▸ **AIM OF THE TASK**
Tell how many lines in the data below include the word "analyses". The answer is the number only.
====
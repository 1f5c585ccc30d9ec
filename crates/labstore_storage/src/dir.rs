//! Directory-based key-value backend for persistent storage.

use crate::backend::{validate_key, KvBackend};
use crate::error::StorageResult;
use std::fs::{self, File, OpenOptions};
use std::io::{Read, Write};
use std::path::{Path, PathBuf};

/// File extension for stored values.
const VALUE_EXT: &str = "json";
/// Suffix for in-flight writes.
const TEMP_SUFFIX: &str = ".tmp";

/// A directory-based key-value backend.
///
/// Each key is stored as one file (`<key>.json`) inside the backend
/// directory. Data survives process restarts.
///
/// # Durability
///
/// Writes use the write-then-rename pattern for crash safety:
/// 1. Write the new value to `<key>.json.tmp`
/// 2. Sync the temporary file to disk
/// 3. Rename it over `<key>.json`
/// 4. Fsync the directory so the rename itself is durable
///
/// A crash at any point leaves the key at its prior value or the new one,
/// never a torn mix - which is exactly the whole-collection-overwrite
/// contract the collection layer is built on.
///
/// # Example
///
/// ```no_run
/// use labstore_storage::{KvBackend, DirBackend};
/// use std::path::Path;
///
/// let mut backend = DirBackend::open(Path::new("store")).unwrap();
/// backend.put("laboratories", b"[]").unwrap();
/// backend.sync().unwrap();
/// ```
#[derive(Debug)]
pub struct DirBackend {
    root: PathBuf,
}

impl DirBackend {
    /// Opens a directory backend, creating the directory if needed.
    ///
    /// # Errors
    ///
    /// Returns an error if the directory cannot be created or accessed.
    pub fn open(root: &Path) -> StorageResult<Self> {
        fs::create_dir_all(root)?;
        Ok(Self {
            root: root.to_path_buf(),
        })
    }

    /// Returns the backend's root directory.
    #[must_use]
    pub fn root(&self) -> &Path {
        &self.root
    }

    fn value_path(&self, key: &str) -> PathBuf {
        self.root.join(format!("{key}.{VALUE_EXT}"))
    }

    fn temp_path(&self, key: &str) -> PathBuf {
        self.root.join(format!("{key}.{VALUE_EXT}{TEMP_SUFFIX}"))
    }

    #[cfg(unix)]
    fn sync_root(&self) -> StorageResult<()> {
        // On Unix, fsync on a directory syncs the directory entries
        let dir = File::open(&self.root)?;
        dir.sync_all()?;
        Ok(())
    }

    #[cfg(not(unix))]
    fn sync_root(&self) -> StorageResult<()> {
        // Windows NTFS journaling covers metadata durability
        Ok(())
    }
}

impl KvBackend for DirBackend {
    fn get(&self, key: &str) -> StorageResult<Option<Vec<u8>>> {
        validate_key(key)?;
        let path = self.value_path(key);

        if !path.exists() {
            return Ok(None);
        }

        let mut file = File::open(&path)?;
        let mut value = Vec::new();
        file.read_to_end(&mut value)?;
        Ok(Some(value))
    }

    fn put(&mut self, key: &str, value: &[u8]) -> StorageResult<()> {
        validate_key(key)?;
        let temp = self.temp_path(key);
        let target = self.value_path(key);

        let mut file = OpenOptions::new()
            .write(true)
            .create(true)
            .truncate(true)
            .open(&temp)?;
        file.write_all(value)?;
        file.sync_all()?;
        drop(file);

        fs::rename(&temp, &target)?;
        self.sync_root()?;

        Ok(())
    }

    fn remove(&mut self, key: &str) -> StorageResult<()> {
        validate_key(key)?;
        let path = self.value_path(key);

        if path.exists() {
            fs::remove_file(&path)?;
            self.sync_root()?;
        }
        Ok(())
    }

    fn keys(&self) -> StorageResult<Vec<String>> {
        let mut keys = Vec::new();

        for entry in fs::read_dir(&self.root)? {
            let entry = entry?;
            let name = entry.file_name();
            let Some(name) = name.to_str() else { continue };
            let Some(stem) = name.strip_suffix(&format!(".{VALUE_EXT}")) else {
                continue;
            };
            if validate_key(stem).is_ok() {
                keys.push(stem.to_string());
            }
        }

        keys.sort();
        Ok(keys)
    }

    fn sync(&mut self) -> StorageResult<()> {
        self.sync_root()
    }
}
====
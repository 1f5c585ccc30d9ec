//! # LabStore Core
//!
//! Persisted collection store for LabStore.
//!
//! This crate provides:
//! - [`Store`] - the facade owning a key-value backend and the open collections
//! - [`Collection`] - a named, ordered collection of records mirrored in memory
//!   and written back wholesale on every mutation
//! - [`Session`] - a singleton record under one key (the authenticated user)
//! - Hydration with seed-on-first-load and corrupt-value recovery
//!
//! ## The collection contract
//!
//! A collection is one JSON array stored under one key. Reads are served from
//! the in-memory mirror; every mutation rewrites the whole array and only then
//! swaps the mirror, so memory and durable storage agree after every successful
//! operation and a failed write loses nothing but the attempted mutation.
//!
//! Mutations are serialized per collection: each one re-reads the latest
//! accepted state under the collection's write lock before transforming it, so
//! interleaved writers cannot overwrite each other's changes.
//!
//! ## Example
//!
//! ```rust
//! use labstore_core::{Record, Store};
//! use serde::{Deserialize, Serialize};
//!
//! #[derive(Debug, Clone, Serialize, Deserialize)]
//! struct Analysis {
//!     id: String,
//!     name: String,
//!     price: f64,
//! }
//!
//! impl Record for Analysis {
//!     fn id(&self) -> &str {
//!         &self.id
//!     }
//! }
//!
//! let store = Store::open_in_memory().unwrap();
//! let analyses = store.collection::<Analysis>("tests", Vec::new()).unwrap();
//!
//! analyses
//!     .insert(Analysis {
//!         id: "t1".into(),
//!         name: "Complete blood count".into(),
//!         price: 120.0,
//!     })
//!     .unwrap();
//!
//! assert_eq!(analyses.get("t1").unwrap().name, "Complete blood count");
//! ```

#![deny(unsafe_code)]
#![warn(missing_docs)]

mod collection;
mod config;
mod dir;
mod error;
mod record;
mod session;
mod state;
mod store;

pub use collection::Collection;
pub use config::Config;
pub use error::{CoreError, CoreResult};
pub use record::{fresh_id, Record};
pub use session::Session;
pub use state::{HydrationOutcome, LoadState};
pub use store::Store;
====
▸ **SOLUTION**
3